Saved entries:
=== Begin Enclosure ===

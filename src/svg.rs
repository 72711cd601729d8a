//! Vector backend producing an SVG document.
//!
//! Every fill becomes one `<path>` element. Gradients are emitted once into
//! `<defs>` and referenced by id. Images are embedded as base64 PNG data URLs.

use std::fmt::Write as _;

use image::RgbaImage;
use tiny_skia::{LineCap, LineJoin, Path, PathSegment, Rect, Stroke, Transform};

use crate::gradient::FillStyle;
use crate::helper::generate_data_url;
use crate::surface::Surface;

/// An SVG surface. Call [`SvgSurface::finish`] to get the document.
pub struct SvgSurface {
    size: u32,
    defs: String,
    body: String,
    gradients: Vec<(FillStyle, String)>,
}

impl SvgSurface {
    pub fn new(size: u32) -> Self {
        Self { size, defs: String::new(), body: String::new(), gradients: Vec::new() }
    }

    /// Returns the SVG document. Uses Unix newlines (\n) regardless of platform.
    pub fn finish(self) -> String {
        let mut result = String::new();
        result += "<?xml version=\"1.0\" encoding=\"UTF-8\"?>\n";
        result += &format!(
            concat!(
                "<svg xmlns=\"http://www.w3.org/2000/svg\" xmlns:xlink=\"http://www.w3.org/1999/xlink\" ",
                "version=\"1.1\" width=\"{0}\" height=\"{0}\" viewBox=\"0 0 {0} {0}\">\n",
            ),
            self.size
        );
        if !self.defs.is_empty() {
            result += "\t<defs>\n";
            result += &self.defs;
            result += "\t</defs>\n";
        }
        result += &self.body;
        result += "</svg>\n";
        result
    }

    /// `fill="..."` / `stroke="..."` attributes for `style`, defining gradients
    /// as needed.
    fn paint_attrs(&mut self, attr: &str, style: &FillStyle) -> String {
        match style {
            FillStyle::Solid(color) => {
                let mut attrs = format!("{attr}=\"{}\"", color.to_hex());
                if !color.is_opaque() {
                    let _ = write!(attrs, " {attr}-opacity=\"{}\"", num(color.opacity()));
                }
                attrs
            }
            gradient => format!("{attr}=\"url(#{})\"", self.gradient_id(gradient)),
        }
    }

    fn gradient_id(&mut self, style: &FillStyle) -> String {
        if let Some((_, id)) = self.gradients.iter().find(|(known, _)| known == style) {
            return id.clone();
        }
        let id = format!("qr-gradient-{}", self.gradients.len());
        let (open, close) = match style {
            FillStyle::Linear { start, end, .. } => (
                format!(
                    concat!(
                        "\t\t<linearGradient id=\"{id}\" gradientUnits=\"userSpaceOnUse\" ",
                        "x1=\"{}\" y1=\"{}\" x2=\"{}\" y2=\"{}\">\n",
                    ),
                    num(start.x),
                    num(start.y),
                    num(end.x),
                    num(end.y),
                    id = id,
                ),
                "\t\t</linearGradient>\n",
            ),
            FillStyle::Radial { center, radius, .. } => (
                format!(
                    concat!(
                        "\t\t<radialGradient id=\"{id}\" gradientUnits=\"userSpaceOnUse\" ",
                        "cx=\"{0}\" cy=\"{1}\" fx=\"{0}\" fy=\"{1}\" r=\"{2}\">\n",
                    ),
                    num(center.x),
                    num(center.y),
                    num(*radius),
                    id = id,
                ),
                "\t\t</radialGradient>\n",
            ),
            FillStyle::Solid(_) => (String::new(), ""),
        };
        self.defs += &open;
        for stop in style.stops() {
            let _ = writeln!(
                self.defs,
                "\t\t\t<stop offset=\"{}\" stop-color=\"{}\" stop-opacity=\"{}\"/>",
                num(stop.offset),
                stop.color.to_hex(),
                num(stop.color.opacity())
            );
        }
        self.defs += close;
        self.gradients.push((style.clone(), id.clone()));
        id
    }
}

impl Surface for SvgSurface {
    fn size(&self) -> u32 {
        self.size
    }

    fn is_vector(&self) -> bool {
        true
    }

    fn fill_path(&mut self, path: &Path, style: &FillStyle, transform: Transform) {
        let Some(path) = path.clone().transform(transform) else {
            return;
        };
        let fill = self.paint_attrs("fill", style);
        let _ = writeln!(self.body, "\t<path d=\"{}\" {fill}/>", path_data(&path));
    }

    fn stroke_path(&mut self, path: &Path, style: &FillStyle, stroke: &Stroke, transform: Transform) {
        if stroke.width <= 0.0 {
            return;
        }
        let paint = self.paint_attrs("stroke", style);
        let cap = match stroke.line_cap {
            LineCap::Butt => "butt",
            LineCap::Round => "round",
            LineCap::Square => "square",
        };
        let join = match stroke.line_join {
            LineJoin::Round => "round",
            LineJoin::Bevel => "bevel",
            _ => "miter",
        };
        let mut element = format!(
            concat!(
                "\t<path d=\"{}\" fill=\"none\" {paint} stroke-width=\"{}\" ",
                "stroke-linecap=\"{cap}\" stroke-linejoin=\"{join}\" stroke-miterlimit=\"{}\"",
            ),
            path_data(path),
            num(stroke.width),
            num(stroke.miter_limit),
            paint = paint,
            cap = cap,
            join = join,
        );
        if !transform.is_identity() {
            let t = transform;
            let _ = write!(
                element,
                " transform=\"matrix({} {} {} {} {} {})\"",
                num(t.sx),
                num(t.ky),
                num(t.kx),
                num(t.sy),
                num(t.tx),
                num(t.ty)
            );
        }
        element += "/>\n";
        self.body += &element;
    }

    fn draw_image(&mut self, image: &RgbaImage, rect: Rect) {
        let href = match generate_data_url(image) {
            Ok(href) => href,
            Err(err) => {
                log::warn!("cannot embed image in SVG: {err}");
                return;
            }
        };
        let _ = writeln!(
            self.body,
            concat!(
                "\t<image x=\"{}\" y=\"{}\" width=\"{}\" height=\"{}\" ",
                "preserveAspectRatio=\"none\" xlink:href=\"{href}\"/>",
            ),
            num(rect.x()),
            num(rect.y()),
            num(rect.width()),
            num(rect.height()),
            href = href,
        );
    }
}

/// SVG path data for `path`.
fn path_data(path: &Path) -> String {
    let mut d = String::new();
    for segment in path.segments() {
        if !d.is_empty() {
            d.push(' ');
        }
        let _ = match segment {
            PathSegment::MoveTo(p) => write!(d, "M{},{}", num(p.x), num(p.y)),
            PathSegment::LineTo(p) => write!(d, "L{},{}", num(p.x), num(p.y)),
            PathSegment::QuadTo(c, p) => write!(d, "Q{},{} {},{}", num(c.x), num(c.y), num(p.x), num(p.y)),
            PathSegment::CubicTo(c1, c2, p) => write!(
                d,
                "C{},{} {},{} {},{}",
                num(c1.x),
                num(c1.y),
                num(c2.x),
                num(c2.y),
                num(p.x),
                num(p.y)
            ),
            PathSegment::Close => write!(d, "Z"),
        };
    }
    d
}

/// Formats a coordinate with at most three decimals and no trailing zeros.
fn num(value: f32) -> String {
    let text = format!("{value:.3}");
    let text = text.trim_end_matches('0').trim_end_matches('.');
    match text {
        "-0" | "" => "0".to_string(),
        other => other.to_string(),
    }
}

=== End Enclosure ===

What is required: What lines in the data hold the word "text"? Return them.

Your solution:
    let text = format!("{value:.3}");
    let text = text.trim_end_matches('0').trim_end_matches('.');
    match text {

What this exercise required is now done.